Binomial Random Uniform Hypergraph #21917

pelegm · 2016-11-21T19:22:07Z

I have implemented binomial random hypergraph. This is my first time writing code in sage, and I would appreciate any feedback.

Component: graph theory

Keywords: hypergraph, random, days79, days94

Author: Peleg Michaeli

Branch/Commit: 5a7b76a

Reviewer: David Coudert

Issue created by migration from https://trac.sagemath.org/ticket/21917

The text was updated successfully, but these errors were encountered:

sagetrac-git · 2016-11-21T19:22:55Z

Commit: 588b888

sagetrac-git · 2016-11-21T19:22:55Z

Branch pushed to git repo; I updated commit sha1. New commits:

`588b888`	`Random binomial uniform hypergraph`

pelegm · 2016-11-21T19:25:22Z

Author: Peleg Michaeli

pelegm · 2016-11-22T09:31:07Z

Changed keywords from hypergraph, random to hypergraph, random, days79

seblabbe · 2016-11-23T22:45:51Z

comment:6

Here are some comments:

INPUT: is missing
No empty line is needed between input items.
You should describe the type of the input:

- ``n`` -- integer, number of nodes of the graph

There must be EXAMPLES::. There can be also some TESTS::. I suggest to keep the limit cases inside a TEST block:

            sage: hypergraphs.RandomBinomialUniform(50, 3, 1).num_blocks()
            19600
            sage: hypergraphs.RandomBinomialUniform(50, 3, 0).num_blocks()
            0

and the one with p=0.2 inside the EXAMPLE block without the call to that other numblock method.

sage: hypergraphs.RandomBinomialUniform(50, 3, 0.2)
Incidence structure with 50 points and 3915 blocks

I think that the line sage: set_random_seed(0) is not necessary because the doctest framework already set the random seed so that random doctest always return the same thing...
Is the seed input only there for doctests reason?

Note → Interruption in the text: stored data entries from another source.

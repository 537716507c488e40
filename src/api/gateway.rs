//! The seam between the sync engine and the remote API.

use std::future::Future;

use super::types::{Restaurant, RestaurantId, Review};
use crate::error::Result;

/// Outbound calls to the restaurant/review API.
///
/// Implementations make exactly one attempt per call; retrying is left to the
/// sync engine's drain.
pub trait RemoteGateway: Send + Sync {
  /// `GET /restaurants`
  fn fetch_restaurants(&self) -> impl Future<Output = Result<Vec<Restaurant>>> + Send;

  /// `GET /reviews/?restaurant_id={id}`
  fn fetch_reviews(
    &self,
    restaurant_id: RestaurantId,
  ) -> impl Future<Output = Result<Vec<Review>>> + Send;

  /// `POST /reviews/` with only the fields the server does not assign itself.
  fn post_review(&self, review: &Review) -> impl Future<Output = Result<()>> + Send;

  /// `PUT /restaurants/{id}/?is_favorite={bool}`
  fn put_favorite_status(
    &self,
    restaurant_id: RestaurantId,
    is_favorite: bool,
  ) -> impl Future<Output = Result<()>> + Send;
}
//! Restaurant lookups built on the read-through fetch.

use std::str::FromStr;

use super::engine::SyncEngine;
use crate::api::{RemoteGateway, Restaurant, RestaurantId};
use crate::error::{Error, Result};
use crate::store::Storage;

/// Cuisine / neighborhood selector. `"all"` matches everything.
#[derive(Debug, Clone, PartialEq, Eq, Default)]
pub enum Filter {
  #[default]
  All,
  Only(String),
}

impl Filter {
  pub fn matches(&self, value: &str) -> bool {
    match self {
      Filter::All => true,
      Filter::Only(wanted) => wanted == value,
    }
  }
}

impl FromStr for Filter {
  type Err = std::convert::Infallible;

  fn from_str(s: &str) -> std::result::Result<Self, Self::Err> {
    Ok(if s.is_empty() || s == "all" {
      Filter::All
    } else {
      Filter::Only(s.to_string())
    })
  }
}

impl From<Option<String>> for Filter {
  fn from(value: Option<String>) -> Self {
    match value {
      Some(v) => v.parse().unwrap_or_default(),
      None => Filter::All,
    }
  }
}

/// Distinct values in first-seen order.
fn unique(values: impl Iterator<Item = String>) -> Vec<String> {
  let mut seen = Vec::new();
  for value in values {
    if !seen.contains(&value) {
      seen.push(value);
    }
  }
  seen
}

impl<G: RemoteGateway, S: Storage> SyncEngine<G, S> {
  pub async fn restaurant_by_id(&self, id: RestaurantId) -> Result<Restaurant> {
    self
      .fetch_restaurants()
      .await?
      .data
      .into_iter()
      .find(|r| r.id == id)
      .ok_or(Error::NotFound(id))
  }

  pub async fn restaurants_by_cuisine(&self, cuisine: &str) -> Result<Vec<Restaurant>> {
    self
      .restaurants_by_cuisine_and_neighborhood(&Filter::Only(cuisine.to_string()), &Filter::All)
      .await
  }

  pub async fn restaurants_by_neighborhood(&self, neighborhood: &str) -> Result<Vec<Restaurant>> {
    self
      .restaurants_by_cuisine_and_neighborhood(&Filter::All, &Filter::Only(neighborhood.to_string()))
      .await
  }

  pub async fn restaurants_by_cuisine_and_neighborhood(
    &self,
    cuisine: &Filter,
    neighborhood: &Filter,
  ) -> Result<Vec<Restaurant>> {
    Ok(
      self
        .fetch_restaurants()
        .await?
        .data
        .into_iter()
        .filter(|r| cuisine.matches(&r.cuisine_type) && neighborhood.matches(&r.neighborhood))
        .collect(),
    )
  }

  pub async fn neighborhoods(&self) -> Result<Vec<String>> {
    let restaurants = self.fetch_restaurants().await?.data;
    Ok(unique(restaurants.into_iter().map(|r| r.neighborhood)))
  }

  pub async fn cuisines(&self) -> Result<Vec<String>> {
    let restaurants = self.fetch_restaurants().await?.data;
    Ok(unique(restaurants.into_iter().map(|r| r.cuisine_type)))
  }
}

#[cfg(test)]
mod tests {
  use super::*;
  use crate::store::SqliteStore;
  use crate::testing::{restaurant, FakeGateway};

  fn engine() -> SyncEngine<FakeGateway, SqliteStore> {
    let gateway = FakeGateway::online();
    gateway.set_restaurants(vec![
      restaurant(1, "Mission Chinese Food", "Asian", "Manhattan"),
      restaurant(2, "Emily", "Pizza", "Brooklyn"),
      restaurant(3, "Kang Ho Dong Baekjeong", "Asian", "Manhattan"),
      restaurant(4, "Katz's Delicatessen", "American", "Manhattan"),
      restaurant(5, "Roberta's Pizza", "Pizza", "Brooklyn"),
    ]);
    SyncEngine::new(gateway, SqliteStore::open_in_memory().unwrap())
  }

  #[test]
  fn test_filter_parse() {
    assert_eq!("all".parse::<Filter>().unwrap(), Filter::All);
    assert_eq!("".parse::<Filter>().unwrap(), Filter::All);
    assert_eq!(
      "Pizza".parse::<Filter>().unwrap(),
      Filter::Only("Pizza".to_string())
    );
    assert_eq!(Filter::from(None), Filter::All);
  }

  #[tokio::test]
  async fn test_restaurant_by_id() {
    let engine = engine();
    assert_eq!(engine.restaurant_by_id(2).await.unwrap().name, "Emily");
    assert!(matches!(
      engine.restaurant_by_id(42).await,
      Err(Error::NotFound(42))
    ));
  }

  #[tokio::test]
  async fn test_restaurant_by_id_offline_uses_cache() {
    let engine = engine();
    engine.fetch_restaurants().await.unwrap();
    engine.gateway().set_online(false);
    assert_eq!(engine.restaurant_by_id(4).await.unwrap().id, 4);
  }

  #[tokio::test]
  async fn test_filters() {
    let engine = engine();
    let pizza = engine.restaurants_by_cuisine("Pizza").await.unwrap();
    assert_eq!(pizza.iter().map(|r| r.id).collect::<Vec<_>>(), vec![2, 5]);

    let manhattan = engine.restaurants_by_neighborhood("Manhattan").await.unwrap();
    assert_eq!(manhattan.len(), 3);

    let asian_manhattan = engine
      .restaurants_by_cuisine_and_neighborhood(
        &Filter::Only("Asian".to_string()),
        &Filter::Only("Manhattan".to_string()),
      )
      .await
      .unwrap();
    assert_eq!(
      asian_manhattan.iter().map(|r| r.id).collect::<Vec<_>>(),
      vec![1, 3]
    );

    let everything = engine
      .restaurants_by_cuisine_and_neighborhood(&Filter::All, &Filter::All)
      .await
      .unwrap();
    assert_eq!(everything.len(), 5);
  }

  #[tokio::test]
  async fn test_unique_lists_keep_first_seen_order() {
    let engine = engine();
    assert_eq!(
      engine.neighborhoods().await.unwrap(),
      vec!["Manhattan", "Brooklyn"]
    );
    assert_eq!(
      engine.cuisines().await.unwrap(),
      vec!["Asian", "Pizza", "American"]
    );
  }

  #[tokio::test]
  async fn test_queries_surface_data_unavailable() {
    let gateway = FakeGateway::offline();
    let engine = SyncEngine::new(gateway, SqliteStore::open_in_memory().unwrap());
    assert!(matches!(
      engine.cuisines().await,
      Err(Error::DataUnavailable)
    ));
  }
}
//! Requests, stored responses and the network side of the interception layer.

use std::future::Future;
use std::time::Duration;

use reqwest::Method;
use serde::{Deserialize, Serialize};
use sha2::{Digest, Sha256};

use crate::error::{Error, Result};

/// An intercepted request. `url` is always absolute.
#[derive(Debug, Clone, PartialEq, Eq)]
pub struct Request {
  pub method: String,
  pub url: String,
  pub body: Vec<u8>,
}

impl Request {
  pub fn get(url: impl Into<String>) -> Self {
    Self {
      method: "GET".to_string(),
      url: url.into(),
      body: Vec::new(),
    }
  }

  pub fn is_get(&self) -> bool {
    self.method.eq_ignore_ascii_case("GET")
  }

  /// Stable key for the (method, URL) pair.
  pub fn cache_key(&self) -> String {
    let mut hasher = Sha256::new();
    hasher.update(self.method.to_ascii_uppercase().as_bytes());
    hasher.update(b" ");
    hasher.update(self.url.as_bytes());
    hex::encode(hasher.finalize())
  }
}

/// A whole HTTP response, as kept in the response cache.
#[derive(Debug, Clone, PartialEq, Eq, Serialize, Deserialize)]
pub struct CachedResponse {
  pub status: u16,
  pub headers: Vec<(String, String)>,
  pub body: Vec<u8>,
}

impl CachedResponse {
  pub fn is_success(&self) -> bool {
    (200..300).contains(&self.status)
  }

  pub fn header(&self, name: &str) -> Option<&str> {
    self
      .headers
      .iter()
      .find(|(k, _)| k.eq_ignore_ascii_case(name))
      .map(|(_, v)| v.as_str())
  }
}

/// Network access for the interception layer.
///
/// A response with any status is `Ok`; only transport failures are errors.
pub trait Fetcher: Send + Sync {
  fn fetch(&self, request: &Request) -> impl Future<Output = Result<CachedResponse>> + Send;
}

/// `reqwest`-backed fetcher.
pub struct HttpFetcher {
  client: reqwest::Client,
}

impl HttpFetcher {
  pub fn new(timeout: Duration) -> Result<Self> {
    let client = reqwest::Client::builder()
      .timeout(timeout)
      .build()
      .map_err(|e| Error::Network(format!("Failed to build HTTP client: {}", e)))?;

    Ok(Self { client })
  }
}

impl Fetcher for HttpFetcher {
  async fn fetch(&self, request: &Request) -> Result<CachedResponse> {
    let method = Method::from_bytes(request.method.as_bytes())
      .map_err(|e| Error::InvalidInput(format!("Invalid method '{}': {}", request.method, e)))?;

    let mut builder = self.client.request(method, &request.url);
    if !request.body.is_empty() {
      builder = builder.body(request.body.clone());
    }
    let response = builder.send().await?;

    let status = response.status().as_u16();
    let headers = response
      .headers()
      .iter()
      .filter_map(|(k, v)| v.to_str().ok().map(|v| (k.to_string(), v.to_string())))
      .collect();
    let body = response.bytes().await?.to_vec();

    Ok(CachedResponse {
      status,
      headers,
      body,
    })
  }
}
//! Result types returned by the sync engine.

/// Data returned from a read-through, tagged with where it came from.
#[derive(Debug, Clone)]
pub struct Fetched<T> {
  /// The actual data
  pub data: T,
  /// Where the data came from
  pub source: DataSource,
}

impl<T> Fetched<T> {
  /// Fresh data that was just mirrored from the network.
  pub fn from_network(data: T) -> Self {
    Self {
      data,
      source: DataSource::Network,
    }
  }

  /// Stale data served from the local mirror (offline mode).
  pub fn from_cache(data: T) -> Self {
    Self {
      data,
      source: DataSource::Cache,
    }
  }

  pub fn is_offline(&self) -> bool {
    self.source == DataSource::Cache
  }

  pub fn map<U>(self, f: impl FnOnce(T) -> U) -> Fetched<U> {
    Fetched {
      data: f(self.data),
      source: self.source,
    }
  }
}

/// Indicates where returned data came from.
#[derive(Debug, Clone, Copy, PartialEq, Eq)]
pub enum DataSource {
  /// Fresh from the network, round-tripped through the store
  Network,
  /// Network unavailable, serving the last mirrored snapshot
  Cache,
}
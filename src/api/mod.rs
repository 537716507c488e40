//! Remote gateway for the restaurant review API.
//!
//! `RemoteGateway` is the trait the sync engine talks to; `ApiClient` is the
//! reqwest implementation used against a real server.

pub mod client;
pub mod gateway;
pub mod types;

pub use client::ApiClient;
pub use gateway::RemoteGateway;
pub use types::{LatLng, Restaurant, RestaurantId, Review, ReviewId};
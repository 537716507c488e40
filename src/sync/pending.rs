//! Queued writes and the outcomes of delivering them.

use serde::{Deserialize, Serialize};

use crate::api::RestaurantId;

/// A favorite toggle the server has not acknowledged yet.
/// Keyed by `restaurant_id`: only the latest toggle per restaurant is kept.
#[derive(Debug, Clone, Copy, PartialEq, Eq, Serialize, Deserialize)]
pub struct PendingStatusUpdate {
  pub restaurant_id: RestaurantId,
  pub is_favorite: bool,
}

/// What happened to a single write attempt.
#[derive(Debug, Clone, Copy, PartialEq, Eq)]
pub enum WriteOutcome {
  /// The server acknowledged the write
  Delivered,
  /// The network write failed and the write is waiting in its pending queue
  Queued,
  /// The network write failed and queueing it failed too
  Dropped,
}

/// Tally for one pending queue.
#[derive(Debug, Clone, Copy, Default, PartialEq, Eq)]
pub struct QueueReport {
  pub delivered: usize,
  pub requeued: usize,
  pub dropped: usize,
}

impl QueueReport {
  pub(crate) fn record(&mut self, outcome: WriteOutcome) {
    match outcome {
      WriteOutcome::Delivered => self.delivered += 1,
      WriteOutcome::Queued => self.requeued += 1,
      WriteOutcome::Dropped => self.dropped += 1,
    }
  }

  pub fn attempted(&self) -> usize {
    self.delivered + self.requeued + self.dropped
  }
}

/// Result of draining both pending queues.
#[derive(Debug, Clone, Copy, Default, PartialEq, Eq)]
pub struct DrainReport {
  pub reviews: QueueReport,
  pub status_updates: QueueReport,
}

impl DrainReport {
  pub fn is_empty(&self) -> bool {
    self.reviews.attempted() == 0 && self.status_updates.attempted() == 0
  }

  /// Entries still waiting after the drain.
  pub fn remaining(&self) -> usize {
    self.reviews.requeued + self.status_updates.requeued
  }
}
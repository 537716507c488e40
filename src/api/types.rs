//! Domain types for the restaurant review API.
//!
//! The reference server is loose about JSON types: ids and ratings arrive as
//! numbers or numeric strings, `is_favorite` as a bool or `"true"`/`"false"`.
//! The deserializers here accept both and the serializers always write the
//! canonical form.

use std::collections::BTreeMap;
use std::fmt::Display;
use std::str::FromStr;

use chrono::DateTime;
use serde::{Deserialize, Deserializer, Serialize};

pub type RestaurantId = u64;
pub type ReviewId = u64;

/// Image shown for restaurants without a photograph.
const DEFAULT_PHOTOGRAPH: &str = "10";

#[derive(Debug, Clone, Copy, PartialEq, Serialize, Deserialize)]
pub struct LatLng {
  pub lat: f64,
  pub lng: f64,
}

/// Restaurant as served by `GET /restaurants`.
#[derive(Debug, Clone, PartialEq, Serialize, Deserialize)]
pub struct Restaurant {
  #[serde(deserialize_with = "number_or_string")]
  pub id: RestaurantId,
  pub name: String,
  #[serde(default)]
  pub cuisine_type: String,
  #[serde(default)]
  pub neighborhood: String,
  #[serde(default)]
  pub address: String,
  pub latlng: Option<LatLng>,
  #[serde(
    default,
    deserialize_with = "optional_text",
    skip_serializing_if = "Option::is_none"
  )]
  pub photograph: Option<String>,
  #[serde(default)]
  pub operating_hours: BTreeMap<String, String>,
  #[serde(default, deserialize_with = "bool_or_string")]
  pub is_favorite: bool,
}

impl Restaurant {
  /// Page showing this restaurant.
  pub fn page_path(&self) -> String {
    format!("./restaurant.html?id={}", self.id)
  }

  /// Image path, falling back to the placeholder photograph.
  pub fn image_path(&self) -> String {
    format!(
      "/img/{}.jpg",
      self.photograph.as_deref().unwrap_or(DEFAULT_PHOTOGRAPH)
    )
  }
}

/// Review as served by `GET /reviews/?restaurant_id=`.
#[derive(Debug, Clone, PartialEq, Serialize, Deserialize)]
pub struct Review {
  #[serde(deserialize_with = "number_or_string")]
  pub id: ReviewId,
  #[serde(deserialize_with = "number_or_string")]
  pub restaurant_id: RestaurantId,
  pub name: String,
  #[serde(deserialize_with = "number_or_string")]
  pub rating: u8,
  #[serde(default)]
  pub comments: String,
  /// Epoch milliseconds
  #[serde(
    rename = "createdAt",
    default,
    deserialize_with = "optional_timestamp",
    skip_serializing_if = "Option::is_none"
  )]
  pub created_at: Option<i64>,
  /// Epoch milliseconds
  #[serde(
    rename = "updatedAt",
    default,
    deserialize_with = "optional_timestamp",
    skip_serializing_if = "Option::is_none"
  )]
  pub updated_at: Option<i64>,
}

/// Accept `4` or `"4"`.
fn number_or_string<'de, D, T>(deserializer: D) -> Result<T, D::Error>
where
  D: Deserializer<'de>,
  T: FromStr + Deserialize<'de>,
  T::Err: Display,
{
  #[derive(Deserialize)]
  #[serde(untagged)]
  enum Raw<T> {
    Number(T),
    Text(String),
  }

  match Raw::<T>::deserialize(deserializer)? {
    Raw::Number(n) => Ok(n),
    Raw::Text(s) => s.trim().parse().map_err(serde::de::Error::custom),
  }
}

/// Accept `true`, `"true"`, `"false"` or null (as false).
fn bool_or_string<'de, D>(deserializer: D) -> Result<bool, D::Error>
where
  D: Deserializer<'de>,
{
  #[derive(Deserialize)]
  #[serde(untagged)]
  enum Raw {
    Bool(bool),
    Text(String),
  }

  match Option::<Raw>::deserialize(deserializer)? {
    None => Ok(false),
    Some(Raw::Bool(b)) => Ok(b),
    Some(Raw::Text(s)) => match s.trim().to_lowercase().as_str() {
      "true" => Ok(true),
      "false" | "" => Ok(false),
      other => Err(serde::de::Error::custom(format!(
        "expected a boolean, got '{}'",
        other
      ))),
    },
  }
}

/// Accept a string or a number, keeping its text form.
fn optional_text<'de, D>(deserializer: D) -> Result<Option<String>, D::Error>
where
  D: Deserializer<'de>,
{
  #[derive(Deserialize)]
  #[serde(untagged)]
  enum Raw {
    Number(serde_json::Number),
    Text(String),
  }

  Ok(match Option::<Raw>::deserialize(deserializer)? {
    Some(Raw::Number(n)) => Some(n.to_string()),
    Some(Raw::Text(s)) if !s.is_empty() => Some(s),
    _ => None,
  })
}

/// Accept epoch milliseconds or an RFC 3339 string.
fn optional_timestamp<'de, D>(deserializer: D) -> Result<Option<i64>, D::Error>
where
  D: Deserializer<'de>,
{
  #[derive(Deserialize)]
  #[serde(untagged)]
  enum Raw {
    Millis(i64),
    Float(f64),
    Text(String),
  }

  match Option::<Raw>::deserialize(deserializer)? {
    None => Ok(None),
    Some(Raw::Millis(ms)) => Ok(Some(ms)),
    Some(Raw::Float(ms)) => Ok(Some(ms as i64)),
    Some(Raw::Text(s)) => {
      if let Ok(ms) = s.trim().parse::<i64>() {
        return Ok(Some(ms));
      }
      DateTime::parse_from_rfc3339(s.trim())
        .map(|dt| Some(dt.timestamp_millis()))
        .map_err(|e| serde::de::Error::custom(format!("invalid timestamp '{}': {}", s, e)))
    }
  }
}

#[cfg(test)]
mod tests {
  use super::*;
  use serde_json::json;

  #[test]
  fn test_restaurant_from_reference_server() {
    let restaurant: Restaurant = serde_json::from_value(json!({
      "name": "Mission Chinese Food",
      "neighborhood": "Manhattan",
      "photograph": "1",
      "address": "171 E Broadway, New York, NY 10002",
      "latlng": {"lat": 40.713829, "lng": -73.989667},
      "cuisine_type": "Asian",
      "operating_hours": {"Monday": "5:30 pm - 11:00 pm"},
      "createdAt": 1504095563444i64,
      "updatedAt": "2018-07-08T19:41:44.000Z",
      "id": 1,
      "is_favorite": "false"
    }))
    .unwrap();

    assert_eq!(restaurant.id, 1);
    assert!(!restaurant.is_favorite);
    assert_eq!(restaurant.image_path(), "/img/1.jpg");
    assert_eq!(restaurant.page_path(), "./restaurant.html?id=1");
    assert_eq!(
      restaurant.operating_hours.get("Monday").map(String::as_str),
      Some("5:30 pm - 11:00 pm")
    );
  }

  #[test]
  fn test_restaurant_loose_fields() {
    let restaurant: Restaurant = serde_json::from_value(json!({
      "id": "10",
      "name": "Casa Enrique",
      "photograph": 10,
      "is_favorite": true
    }))
    .unwrap();
    assert_eq!(restaurant.id, 10);
    assert!(restaurant.is_favorite);
    assert_eq!(restaurant.photograph.as_deref(), Some("10"));
    assert!(restaurant.latlng.is_none());
  }

  #[test]
  fn test_restaurant_without_photograph_uses_placeholder() {
    let restaurant: Restaurant =
      serde_json::from_value(json!({"id": 3, "name": "Kang Ho Dong Baekjeong"})).unwrap();
    assert_eq!(restaurant.image_path(), "/img/10.jpg");
    assert!(!restaurant.is_favorite);
  }

  #[test]
  fn test_is_favorite_rejects_garbage() {
    let result =
      serde_json::from_value::<Restaurant>(json!({"id": 1, "name": "x", "is_favorite": "maybe"}));
    assert!(result.is_err());
  }

  #[test]
  fn test_review_string_fields() {
    let review: Review = serde_json::from_value(json!({
      "id": 31,
      "restaurant_id": "5",
      "name": "X",
      "rating": "4",
      "comments": "ok",
      "createdAt": "2018-07-08T19:41:44.000Z"
    }))
    .unwrap();

    assert_eq!(review.restaurant_id, 5);
    assert_eq!(review.rating, 4);
    assert_eq!(review.created_at, Some(1531078904000));
    assert!(review.updated_at.is_none());

    // Canonical form on the way back out
    let value = serde_json::to_value(&review).unwrap();
    assert_eq!(value["restaurant_id"], json!(5));
    assert_eq!(value["rating"], json!(4));
    assert_eq!(value["createdAt"], json!(1531078904000i64));
    assert!(value.get("updatedAt").is_none());
  }
}
//! Durable key-value mirror for offline support.
//!
//! This module provides a versioned store partitioned into named collections:
//! - Each collection declares a key path; records are upserted by that key
//! - Full refreshes replace a collection inside a single transaction
//! - Pending writes live in their own collections until they are replayed

mod storage;
mod traits;

pub use storage::SqliteStore;
pub use traits::{DisabledStore, Storage};

/// Named partitions of the persistent store.
#[derive(Debug, Clone, Copy, PartialEq, Eq, Hash)]
pub enum Collection {
  Restaurants,
  Reviews,
  PendingReviews,
  PendingStatusUpdates,
  /// Reviews handed to the background worker's sync event
  ReviewsToSend,
}

impl Collection {
  pub const ALL: [Collection; 5] = [
    Collection::Restaurants,
    Collection::Reviews,
    Collection::PendingReviews,
    Collection::PendingStatusUpdates,
    Collection::ReviewsToSend,
  ];

  pub fn name(&self) -> &'static str {
    match self {
      Collection::Restaurants => "restaurants",
      Collection::Reviews => "reviews",
      Collection::PendingReviews => "pending-reviews",
      Collection::PendingStatusUpdates => "pending-status-updates",
      Collection::ReviewsToSend => "reviews-to-send",
    }
  }

  /// Field of the stored record that acts as its primary key.
  pub fn key_path(&self) -> &'static str {
    match self {
      Collection::Restaurants | Collection::Reviews | Collection::PendingReviews => "id",
      Collection::PendingStatusUpdates | Collection::ReviewsToSend => "restaurant_id",
    }
  }
}

impl std::fmt::Display for Collection {
  fn fmt(&self, f: &mut std::fmt::Formatter<'_>) -> std::fmt::Result {
    f.write_str(self.name())
  }
}
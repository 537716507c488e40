//! Connectivity signals and what the engine does about them.

use std::future::Future;
use std::time::Duration;

use tokio::sync::mpsc;
use tracing::{debug, info};

use crate::api::RemoteGateway;
use crate::store::Storage;
use crate::sync::{DrainReport, SyncEngine};

/// Host signals
#[derive(Debug, Clone, Copy, PartialEq, Eq)]
pub enum Event {
  /// Connectivity came back (or was there at startup)
  Online,
  /// Connectivity went away
  Offline,
  /// Periodic probe with no change
  Tick,
}

/// Event handler that turns a periodic reachability probe into transitions
pub struct EventHandler {
  rx: mpsc::UnboundedReceiver<Event>,
}

impl EventHandler {
  /// Probe every `interval`. The first probe always reports `Online` or
  /// `Offline`; after that only changes do, with `Tick` in between.
  pub fn new<P, Fut>(interval: Duration, probe: P) -> Self
  where
    P: Fn() -> Fut + Send + 'static,
    Fut: Future<Output = bool> + Send + 'static,
  {
    let (tx, rx) = mpsc::unbounded_channel();

    tokio::spawn(async move {
      let mut last: Option<bool> = None;
      loop {
        let online = probe().await;
        let event = match last {
          Some(prev) if prev == online => Event::Tick,
          _ if online => Event::Online,
          _ => Event::Offline,
        };
        last = Some(online);

        if tx.send(event).is_err() {
          break;
        }
        tokio::time::sleep(interval).await;
      }
    });

    Self { rx }
  }

  /// Receive the next event
  pub async fn next(&mut self) -> Option<Event> {
    self.rx.recv().await
  }
}

/// React to a host signal. `Online` drains the pending queues.
pub async fn dispatch<G: RemoteGateway, S: Storage>(
  engine: &SyncEngine<G, S>,
  event: Event,
) -> Option<DrainReport> {
  match event {
    Event::Online => {
      info!("Online, draining pending writes");
      Some(engine.drain().await)
    }
    Event::Offline => {
      info!("Offline, writes will be queued");
      None
    }
    Event::Tick => {
      debug!("No connectivity change");
      None
    }
  }
}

Or do you expect a human user to need this? If not, I would suggest to remove this input to the function. Also not that you can add # random at the end of a sage: line in doctests so that it only tests that no error are produced. See http://doc.sagemath.org/html/en/developer/coding_basics.html#section-further-conventions
In fact, I would remove num_blocks() everywhere in the examples. When we quickly look, we think that this methods return a integer...
I would suggest that you read the section http://doc.sagemath.org/html/en/developer/coding_basics.html#documentation-strings. Normally, everything that I said is explained there.
(default=None) -> (default: `None`), in case you keep the seed input

videlec · 2016-11-24T09:54:02Z

comment:7

Hello,

I do not understand what you are doing with the seed variable in your code... it is set but never used! Manipulating the random state should not be part of your function. There are Sage functions for that purpose.

Vincent

videlec · 2016-11-24T10:02:23Z

comment:8

This is very inefficient if p is small

edges = [e for e in combinations(range(n), k) if random() < p]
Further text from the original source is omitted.